**How to complete this task**
Check each line of the material below for "projected", then copy the ones that contain it.

**Given data**
- Opening Delimiter -

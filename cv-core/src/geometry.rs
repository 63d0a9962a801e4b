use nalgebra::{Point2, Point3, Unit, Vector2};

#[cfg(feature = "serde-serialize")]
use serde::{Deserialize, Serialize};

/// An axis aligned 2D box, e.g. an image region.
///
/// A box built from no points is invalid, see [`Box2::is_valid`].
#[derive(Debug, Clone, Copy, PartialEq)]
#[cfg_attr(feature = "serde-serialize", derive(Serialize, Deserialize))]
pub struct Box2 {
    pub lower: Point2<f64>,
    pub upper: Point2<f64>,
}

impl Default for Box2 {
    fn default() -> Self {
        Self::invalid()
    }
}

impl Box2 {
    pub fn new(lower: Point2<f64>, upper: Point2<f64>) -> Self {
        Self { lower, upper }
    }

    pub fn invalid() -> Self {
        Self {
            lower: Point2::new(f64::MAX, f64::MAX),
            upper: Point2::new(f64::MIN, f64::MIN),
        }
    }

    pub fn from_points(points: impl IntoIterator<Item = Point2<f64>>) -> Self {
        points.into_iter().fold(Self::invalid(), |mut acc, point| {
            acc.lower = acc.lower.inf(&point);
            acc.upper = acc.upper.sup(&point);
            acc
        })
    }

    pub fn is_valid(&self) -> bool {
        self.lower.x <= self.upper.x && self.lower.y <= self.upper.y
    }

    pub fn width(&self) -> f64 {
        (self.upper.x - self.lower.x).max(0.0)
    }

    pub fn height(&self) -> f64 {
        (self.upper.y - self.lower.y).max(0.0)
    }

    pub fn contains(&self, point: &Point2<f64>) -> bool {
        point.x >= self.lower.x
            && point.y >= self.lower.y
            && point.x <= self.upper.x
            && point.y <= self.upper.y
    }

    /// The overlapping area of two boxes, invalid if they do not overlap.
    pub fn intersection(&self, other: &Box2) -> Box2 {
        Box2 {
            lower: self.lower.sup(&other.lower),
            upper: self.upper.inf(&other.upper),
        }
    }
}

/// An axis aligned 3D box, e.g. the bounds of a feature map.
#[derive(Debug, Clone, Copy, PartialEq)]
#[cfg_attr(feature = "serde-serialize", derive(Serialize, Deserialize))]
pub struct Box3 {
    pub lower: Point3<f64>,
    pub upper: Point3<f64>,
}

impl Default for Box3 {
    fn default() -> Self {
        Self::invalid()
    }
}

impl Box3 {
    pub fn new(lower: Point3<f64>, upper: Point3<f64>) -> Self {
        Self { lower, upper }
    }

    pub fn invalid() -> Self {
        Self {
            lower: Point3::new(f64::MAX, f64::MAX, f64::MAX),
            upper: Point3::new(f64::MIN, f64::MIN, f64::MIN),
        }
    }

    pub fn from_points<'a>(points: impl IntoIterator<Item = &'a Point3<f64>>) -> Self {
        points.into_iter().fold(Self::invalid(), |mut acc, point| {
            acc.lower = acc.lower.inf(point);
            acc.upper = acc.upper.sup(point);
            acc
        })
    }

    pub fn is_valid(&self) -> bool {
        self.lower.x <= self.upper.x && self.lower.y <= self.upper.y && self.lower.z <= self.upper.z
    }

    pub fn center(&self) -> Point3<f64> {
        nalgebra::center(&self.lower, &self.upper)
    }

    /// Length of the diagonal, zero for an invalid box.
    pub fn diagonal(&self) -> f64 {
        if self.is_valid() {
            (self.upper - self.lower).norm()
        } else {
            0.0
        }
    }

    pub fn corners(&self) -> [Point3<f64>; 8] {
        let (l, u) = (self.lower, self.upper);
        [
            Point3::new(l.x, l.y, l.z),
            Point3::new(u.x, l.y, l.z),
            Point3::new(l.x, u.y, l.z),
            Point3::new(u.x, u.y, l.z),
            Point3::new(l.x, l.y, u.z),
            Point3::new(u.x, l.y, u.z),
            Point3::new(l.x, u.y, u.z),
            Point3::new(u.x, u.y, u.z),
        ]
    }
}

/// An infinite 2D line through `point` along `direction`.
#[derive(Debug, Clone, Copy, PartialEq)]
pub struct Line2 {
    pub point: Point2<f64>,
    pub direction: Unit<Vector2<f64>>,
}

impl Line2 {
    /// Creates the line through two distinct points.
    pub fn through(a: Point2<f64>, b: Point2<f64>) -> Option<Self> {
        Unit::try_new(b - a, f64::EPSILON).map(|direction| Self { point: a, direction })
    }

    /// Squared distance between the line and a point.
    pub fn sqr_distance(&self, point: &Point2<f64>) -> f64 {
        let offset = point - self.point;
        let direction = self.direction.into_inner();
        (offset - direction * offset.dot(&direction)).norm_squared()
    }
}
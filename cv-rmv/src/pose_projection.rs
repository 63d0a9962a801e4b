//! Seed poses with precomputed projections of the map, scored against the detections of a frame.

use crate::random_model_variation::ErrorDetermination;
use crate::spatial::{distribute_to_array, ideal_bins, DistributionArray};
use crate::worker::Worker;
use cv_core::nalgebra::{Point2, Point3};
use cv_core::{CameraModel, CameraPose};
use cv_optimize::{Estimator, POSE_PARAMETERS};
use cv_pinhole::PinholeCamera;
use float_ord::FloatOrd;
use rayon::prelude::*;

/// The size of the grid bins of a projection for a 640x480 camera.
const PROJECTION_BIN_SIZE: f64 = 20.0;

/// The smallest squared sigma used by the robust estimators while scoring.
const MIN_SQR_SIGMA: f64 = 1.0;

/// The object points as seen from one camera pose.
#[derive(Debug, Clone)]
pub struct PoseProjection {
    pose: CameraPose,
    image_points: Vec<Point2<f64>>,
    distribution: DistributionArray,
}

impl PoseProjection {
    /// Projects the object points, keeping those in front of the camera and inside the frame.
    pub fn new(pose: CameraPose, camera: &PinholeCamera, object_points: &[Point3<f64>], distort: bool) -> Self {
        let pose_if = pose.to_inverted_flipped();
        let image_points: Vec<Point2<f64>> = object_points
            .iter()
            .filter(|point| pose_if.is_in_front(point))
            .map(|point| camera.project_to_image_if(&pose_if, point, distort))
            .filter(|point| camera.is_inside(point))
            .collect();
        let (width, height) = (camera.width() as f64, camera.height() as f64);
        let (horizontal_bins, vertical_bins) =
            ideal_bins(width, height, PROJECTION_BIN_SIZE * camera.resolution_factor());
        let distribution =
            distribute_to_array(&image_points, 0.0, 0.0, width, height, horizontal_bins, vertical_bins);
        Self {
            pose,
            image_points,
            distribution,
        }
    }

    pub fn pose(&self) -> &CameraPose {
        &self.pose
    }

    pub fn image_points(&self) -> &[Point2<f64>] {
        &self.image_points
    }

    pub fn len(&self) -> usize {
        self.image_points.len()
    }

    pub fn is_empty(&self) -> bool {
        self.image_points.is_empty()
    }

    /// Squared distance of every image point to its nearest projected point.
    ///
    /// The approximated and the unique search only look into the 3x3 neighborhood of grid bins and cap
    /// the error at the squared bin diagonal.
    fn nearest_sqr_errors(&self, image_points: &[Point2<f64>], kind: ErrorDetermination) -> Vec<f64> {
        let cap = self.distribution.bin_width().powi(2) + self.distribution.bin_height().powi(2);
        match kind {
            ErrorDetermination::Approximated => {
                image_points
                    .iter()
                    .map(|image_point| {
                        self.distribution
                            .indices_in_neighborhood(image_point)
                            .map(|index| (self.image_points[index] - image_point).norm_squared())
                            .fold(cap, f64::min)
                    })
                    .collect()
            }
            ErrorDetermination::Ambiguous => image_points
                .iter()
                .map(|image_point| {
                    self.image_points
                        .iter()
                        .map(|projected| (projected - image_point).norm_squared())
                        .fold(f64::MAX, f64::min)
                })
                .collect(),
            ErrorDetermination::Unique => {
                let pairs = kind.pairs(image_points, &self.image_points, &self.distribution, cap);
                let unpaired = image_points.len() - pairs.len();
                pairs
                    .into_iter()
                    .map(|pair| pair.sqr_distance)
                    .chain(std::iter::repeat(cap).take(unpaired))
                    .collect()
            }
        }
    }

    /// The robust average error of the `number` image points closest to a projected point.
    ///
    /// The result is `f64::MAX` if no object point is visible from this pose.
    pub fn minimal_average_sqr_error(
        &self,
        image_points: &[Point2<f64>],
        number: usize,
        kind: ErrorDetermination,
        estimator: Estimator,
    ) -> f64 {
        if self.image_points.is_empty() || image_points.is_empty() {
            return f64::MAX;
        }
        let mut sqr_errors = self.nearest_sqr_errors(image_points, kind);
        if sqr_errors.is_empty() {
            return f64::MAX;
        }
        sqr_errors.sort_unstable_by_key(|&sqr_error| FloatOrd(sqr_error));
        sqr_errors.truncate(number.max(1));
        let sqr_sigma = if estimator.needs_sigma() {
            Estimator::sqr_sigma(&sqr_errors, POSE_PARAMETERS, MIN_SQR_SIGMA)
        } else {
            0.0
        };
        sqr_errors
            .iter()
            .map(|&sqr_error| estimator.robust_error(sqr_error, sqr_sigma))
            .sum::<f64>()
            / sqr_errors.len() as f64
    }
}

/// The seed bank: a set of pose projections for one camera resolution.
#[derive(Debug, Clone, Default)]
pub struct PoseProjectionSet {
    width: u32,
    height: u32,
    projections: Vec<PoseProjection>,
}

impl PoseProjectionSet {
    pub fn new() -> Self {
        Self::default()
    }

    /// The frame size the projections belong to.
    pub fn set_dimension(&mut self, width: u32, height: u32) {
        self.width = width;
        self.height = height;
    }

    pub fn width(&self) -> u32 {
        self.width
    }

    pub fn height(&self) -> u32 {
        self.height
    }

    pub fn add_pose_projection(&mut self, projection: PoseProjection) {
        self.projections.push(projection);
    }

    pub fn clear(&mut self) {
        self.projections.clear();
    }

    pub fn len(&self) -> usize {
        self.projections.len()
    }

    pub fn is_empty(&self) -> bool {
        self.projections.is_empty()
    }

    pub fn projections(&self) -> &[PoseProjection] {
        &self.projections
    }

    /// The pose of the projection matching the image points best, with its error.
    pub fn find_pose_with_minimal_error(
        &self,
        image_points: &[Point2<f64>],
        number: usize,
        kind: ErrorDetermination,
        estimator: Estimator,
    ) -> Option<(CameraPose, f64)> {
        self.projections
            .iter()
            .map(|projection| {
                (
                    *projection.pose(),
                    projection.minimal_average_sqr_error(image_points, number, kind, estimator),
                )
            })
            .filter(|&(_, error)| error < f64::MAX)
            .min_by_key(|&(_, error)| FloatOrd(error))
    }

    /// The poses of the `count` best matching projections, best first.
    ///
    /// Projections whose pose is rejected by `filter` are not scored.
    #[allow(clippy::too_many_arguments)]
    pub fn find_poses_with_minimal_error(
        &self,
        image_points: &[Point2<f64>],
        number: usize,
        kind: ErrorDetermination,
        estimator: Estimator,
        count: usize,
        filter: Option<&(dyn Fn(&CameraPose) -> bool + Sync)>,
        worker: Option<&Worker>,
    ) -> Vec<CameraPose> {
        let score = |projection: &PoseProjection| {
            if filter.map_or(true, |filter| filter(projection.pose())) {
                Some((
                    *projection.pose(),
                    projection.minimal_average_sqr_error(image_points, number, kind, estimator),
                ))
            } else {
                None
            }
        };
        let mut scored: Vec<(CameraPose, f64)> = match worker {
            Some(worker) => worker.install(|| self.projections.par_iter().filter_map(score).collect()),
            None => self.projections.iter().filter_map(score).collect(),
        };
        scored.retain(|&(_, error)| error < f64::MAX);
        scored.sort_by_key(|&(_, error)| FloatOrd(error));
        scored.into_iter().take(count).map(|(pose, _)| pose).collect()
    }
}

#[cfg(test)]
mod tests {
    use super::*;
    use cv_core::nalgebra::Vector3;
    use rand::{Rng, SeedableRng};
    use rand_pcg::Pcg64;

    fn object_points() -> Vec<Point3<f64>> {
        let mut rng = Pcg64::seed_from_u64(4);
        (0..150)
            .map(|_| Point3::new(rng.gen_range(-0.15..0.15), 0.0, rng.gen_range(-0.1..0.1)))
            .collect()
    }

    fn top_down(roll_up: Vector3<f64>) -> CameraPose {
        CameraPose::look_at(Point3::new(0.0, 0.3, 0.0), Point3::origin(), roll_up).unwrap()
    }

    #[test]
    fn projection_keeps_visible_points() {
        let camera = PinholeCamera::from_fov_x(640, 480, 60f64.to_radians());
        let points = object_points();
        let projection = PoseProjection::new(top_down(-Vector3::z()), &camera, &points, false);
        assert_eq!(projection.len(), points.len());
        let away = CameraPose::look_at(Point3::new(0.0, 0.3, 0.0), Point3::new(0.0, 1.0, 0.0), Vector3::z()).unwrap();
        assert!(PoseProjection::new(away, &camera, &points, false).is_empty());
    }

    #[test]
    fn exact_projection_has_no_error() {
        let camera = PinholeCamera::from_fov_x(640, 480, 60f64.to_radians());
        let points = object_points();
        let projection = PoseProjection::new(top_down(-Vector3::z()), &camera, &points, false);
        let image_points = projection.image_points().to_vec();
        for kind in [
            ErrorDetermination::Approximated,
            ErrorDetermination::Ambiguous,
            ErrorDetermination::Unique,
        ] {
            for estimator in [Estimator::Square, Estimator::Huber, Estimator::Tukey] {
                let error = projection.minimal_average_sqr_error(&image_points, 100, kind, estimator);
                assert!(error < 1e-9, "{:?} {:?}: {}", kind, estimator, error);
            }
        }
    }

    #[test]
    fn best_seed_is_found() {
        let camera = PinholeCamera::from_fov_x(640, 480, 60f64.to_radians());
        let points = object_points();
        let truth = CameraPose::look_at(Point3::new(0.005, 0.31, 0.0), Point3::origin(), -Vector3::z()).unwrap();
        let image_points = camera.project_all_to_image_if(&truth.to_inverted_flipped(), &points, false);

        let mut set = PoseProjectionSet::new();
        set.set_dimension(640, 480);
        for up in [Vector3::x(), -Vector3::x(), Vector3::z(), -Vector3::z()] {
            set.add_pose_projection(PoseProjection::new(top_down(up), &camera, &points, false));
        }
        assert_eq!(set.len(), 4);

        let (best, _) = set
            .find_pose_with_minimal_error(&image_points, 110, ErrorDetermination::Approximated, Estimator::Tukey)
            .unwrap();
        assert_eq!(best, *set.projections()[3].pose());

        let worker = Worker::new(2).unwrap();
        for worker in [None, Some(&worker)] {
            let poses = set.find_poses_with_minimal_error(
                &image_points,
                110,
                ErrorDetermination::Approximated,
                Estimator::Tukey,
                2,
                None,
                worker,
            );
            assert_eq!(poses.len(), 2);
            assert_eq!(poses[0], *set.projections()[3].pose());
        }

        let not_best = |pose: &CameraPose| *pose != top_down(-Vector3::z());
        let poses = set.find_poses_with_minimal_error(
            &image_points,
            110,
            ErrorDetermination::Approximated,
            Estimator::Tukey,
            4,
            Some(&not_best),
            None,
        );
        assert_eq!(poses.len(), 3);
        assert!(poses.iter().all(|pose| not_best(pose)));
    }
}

- Closing Delimiter -

**Written solution**
    /// Squared distance of every image point to its nearest projected point.
                        .map(|projected| (projected - image_point).norm_squared())
    /// The robust average error of the `number` image points closest to a projected point.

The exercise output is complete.